Violencia de género

La perspectiva de género atraviesa todo lo que hacemos en AIRE. No es un tema más entre otros: es una lente desde la que entendemos el poder, las desigualdades y los vínculos, y desde la que diseñamos cada intervención, cada proceso formativo, cada acompañamiento. Pero hay dimensiones específicas de la violencia de género que requieren un trabajo propio, sostenido y especializado.

La violencia de género no es un conflicto entre individuos ni un problema de conductas aisladas. Es una expresión de relaciones de poder desiguales que se construyen, se aprenden y se reproducen, en los hogares, en las instituciones, en los entornos digitales, en las formas en que la cultura define qué se espera de las mujeres, las niñas y los cuerpos feminizados. Se manifiesta, por ejemplo, en la violencia familiar y doméstica, en la violencia sexual, en la violencia institucional que revictimiza a quienes buscan protección, y en las formas digitales de acoso y control que se han vuelto cada vez más presentes.

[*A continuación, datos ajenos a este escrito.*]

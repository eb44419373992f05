//! Source text with pending edits.
//!
//! Dependency templates never rewrite module text directly. They record
//! insertions and replacements against byte offsets of the *original*
//! source, and `render` applies them in one pass. Offsets therefore stay
//! valid no matter how many templates touch the same module.

#[derive(Debug, Clone, PartialEq, Eq)]
enum Edit {
    Insert { pos: usize, text: String },
    Replace { start: usize, end: usize, text: String },
}

impl Edit {
    fn start(&self) -> usize {
        match self {
            Edit::Insert { pos, .. } => *pos,
            Edit::Replace { start, .. } => *start,
        }
    }

    /// Inserts at a position come before a replacement starting there.
    fn rank(&self) -> u8 {
        match self {
            Edit::Insert { .. } => 0,
            Edit::Replace { .. } => 1,
        }
    }
}

#[derive(Debug, Clone)]
pub struct ReplaceSource {
    original: String,
    edits: Vec<Edit>,
}

impl ReplaceSource {
    pub fn new(original: impl Into<String>) -> Self {
        Self {
            original: original.into(),
            edits: Vec::new(),
        }
    }

    /// Insert `text` before the byte at `pos`.
    ///
    /// Multiple inserts at the same position keep their call order.
    pub fn insert(&mut self, pos: usize, text: impl Into<String>) {
        self.edits.push(Edit::Insert {
            pos: pos.min(self.original.len()),
            text: text.into(),
        });
    }

    /// Replace the bytes in `start..end` with `text`.
    pub fn replace(&mut self, start: usize, end: usize, text: impl Into<String>) {
        let end = end.min(self.original.len());
        self.edits.push(Edit::Replace {
            start: start.min(end),
            end,
            text: text.into(),
        });
    }

    /// Apply every edit and return the resulting text.
    ///
    /// A replacement that overlaps an earlier one is dropped.
    pub fn render(&self) -> String {
        let mut ordered: Vec<&Edit> = self.edits.iter().collect();
        // Stable sort keeps call order among edits with equal keys.
        ordered.sort_by_key(|edit| (edit.start(), edit.rank()));

        let mut out = String::with_capacity(self.original.len());
        let mut cursor = 0;
        for edit in ordered {
            match edit {
                Edit::Insert { pos, text } => {
                    if *pos < cursor {
                        continue;
                    }
                    out.push_str(&self.original[cursor..*pos]);
                    out.push_str(text);
                    cursor = *pos;
                }
                Edit::Replace { start, end, text } => {
                    if *start < cursor {
                        continue;
                    }
                    out.push_str(&self.original[cursor..*start]);
                    out.push_str(text);
                    cursor = *end;
                }
            }
        }
        out.push_str(&self.original[cursor..]);
        out
    }
}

Desde AIRE acompañamos a mujeres y niñas que han vivido situaciones de violencia, desde un enfoque psicosocial que reconoce tanto el impacto emocional como el contexto estructural en que esa violencia ocurre. Y trabajamos también con hombres y comunidades en procesos de reflexión crítica sobre masculinidades, porque la transformación de las desigualdades de género no puede recaer solo sobre quienes las padecen. Ubicamos en el enfoque de las masculinidades una herramienta a considerar en el diseño, planeación, implementación, sistematización y evaluación de procesos que pretenden prevenir o atender las violencias o la desigualdad. Así como la perspectiva de género ha posibilitado el reconocimiento de la brecha de desigualdad entre mujeres y hombres, el enfoque de las masculinidades permite la resignificación de la identidad masculina desde enfoques alternativos al modelo tradicional o machista.